6. In the application filed by the writ petitioners before the Labour Court, the writ petitioners prayed for setting aside of their disengagement and reinstatement in service. On being put on notice, the appellants 5 LPA No. 119/2024 & connected appeals appeared and filed their written statement. It was the stand taken by the appellants that the writ petitioners were only casual porters engaged on need basis and, therefore, they can neither be reinstated nor they can be permanently absorbed. However, after filing the written statement, the appellants absented from the proceedings. They were set ex parte by the Labour Court and the writ petitioners were directed to lead their evidence in ex parte. On the basis of material on record, and the evidence led by the writ petitioners the Labour Court framed following two issues for adjudication:

(i) Whether the office of appellants, for the purpose of dispute referred in this reference, was falling within the definition of "Industry" under the Industrial Disputes Act, 1947 ?
(ii) Whether the instant reference petition was maintainable in view of the provisions of sub-section (2) of Section 2-A of the Industrial Disputes Act ?

7. The Labour Court having considered the matter in the light of different provisions of the ID Act, came to the conclusion that the job of a porter is not an activity directly or indirectly related to protecting the sovereignty of the State and, therefore, the appellants were clearly falling within the definition of „Industry‟ under the ID Act. On the second issue, the Tribunal held that failure of the Conciliation Officer i.e. ALC, Srinagar to submit failure report within period of 45 days gave cause of action to the writ petitioners to invoke sub section (2) of Section 2-A of the ID Act and, therefore, the reference before the Labour Court was clearly maintainable.
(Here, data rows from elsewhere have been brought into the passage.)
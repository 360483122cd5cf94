//! Gateway en memoria para los tests de los servicios.

use std::sync::Mutex;

use async_trait::async_trait;
use serde_json::Value;

use crate::domain::{DatasetId, EvalJobId};
use crate::ports::{DatasetGateway, GatewayError};
use crate::wire::{DeleteResponse, SaveResponse, SubmissionPayload};

/// Sin respuesta configurada, `fetch` y `eval_jobs` dan `NotFound` y los
/// envíos dan un error de transporte.
#[derive(Default)]
pub(crate) struct FakeGateway {
  pub doc: Option<Value>,
  pub response: Option<SaveResponse>,
  pub jobs: Option<Value>,
  pub delete_response: Option<DeleteResponse>,
  pub submitted: Mutex<Vec<(String, SubmissionPayload, Option<String>)>>,
  pub deleted: Mutex<Vec<(DatasetId, EvalJobId, Option<String>)>>,
}

#[async_trait]
impl DatasetGateway for FakeGateway {
  async fn fetch(&self, _id: DatasetId) -> Result<Value, GatewayError> {
    self.doc.clone().ok_or(GatewayError::NotFound)
  }

  async fn submit(
    &self,
    path: &str,
    payload: &SubmissionPayload,
    csrf_token: Option<&str>,
  ) -> Result<SaveResponse, GatewayError> {
    self.submitted.lock().unwrap().push((path.to_string(), payload.clone(), csrf_token.map(str::to_string)));
    self.response.clone().ok_or_else(|| GatewayError::Transport("connection refused".into()))
  }

  async fn eval_jobs(&self, _dataset: DatasetId) -> Result<Value, GatewayError> {
    self.jobs.clone().ok_or(GatewayError::NotFound)
  }

  async fn delete_eval_job(
    &self,
    dataset: DatasetId,
    job: EvalJobId,
    csrf_token: Option<&str>,
  ) -> Result<DeleteResponse, GatewayError> {
    self.deleted.lock().unwrap().push((dataset, job, csrf_token.map(str::to_string)));
    self.delete_response.clone().ok_or_else(|| GatewayError::Transport("connection refused".into()))
  }
}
8. After deciding the twin issues framed, the Labour Court addressed the application of the writ petitioners on merits and came to the conclusion that the termination of the writ petitioners was in violation of the provisions of 6 LPA No. 119/2024 & connected appeals Section 25-B and 25-F of the ID Act and, therefore, bad in the eye of law. The Labour Court allowed the reference and directed the appellants herein to reinstate the writ petitioners forthwith with a further direction to the appellants to pay full back wages to the writ petitioners within a period of three months, failing which they were held entitled to receive interest at the rate of 8% per annum till final realization.

9. The Award dated 15.06.2016 passed by the Labour Court was called in question by the appellants here by filing three writ petitions which have been disposed of by the writ Court vide impugned judgment dated 23.02.2024. Feeling aggrieved and dissatisfied by the judgment of the writ Court, the appellants are before us in these three appeals.

10. Having heard learned counsel for the parties and having perused the material on record, we need to first put on record that the Labour dispute raised by the writ petitioners before the Labour Court directly in terms of sub section (2) of Section 2-A of the ID Act, 1947 was contested by the appellants by filing their written statement. The appellants, however, did not contest the reference by leading any evidence in rebuttal. As a matter of fact, the appellants absented themselves after filing their written statement and were proceeded ex parte by the Labour Court. However, on the basis of the pleadings of the parties, the Labour Court framed two important issues for adjudication i.e. (i) Whether the appellants (the employer) falls within the definition of 'Industry' as given in Section 2 (j) of the ID Act; and, (ii) whether the reference made by the writ petitioners directly to the Labor Court is maintainable in view of the provisions of sub section (2) of Section 2-A of the ID Act, 1947.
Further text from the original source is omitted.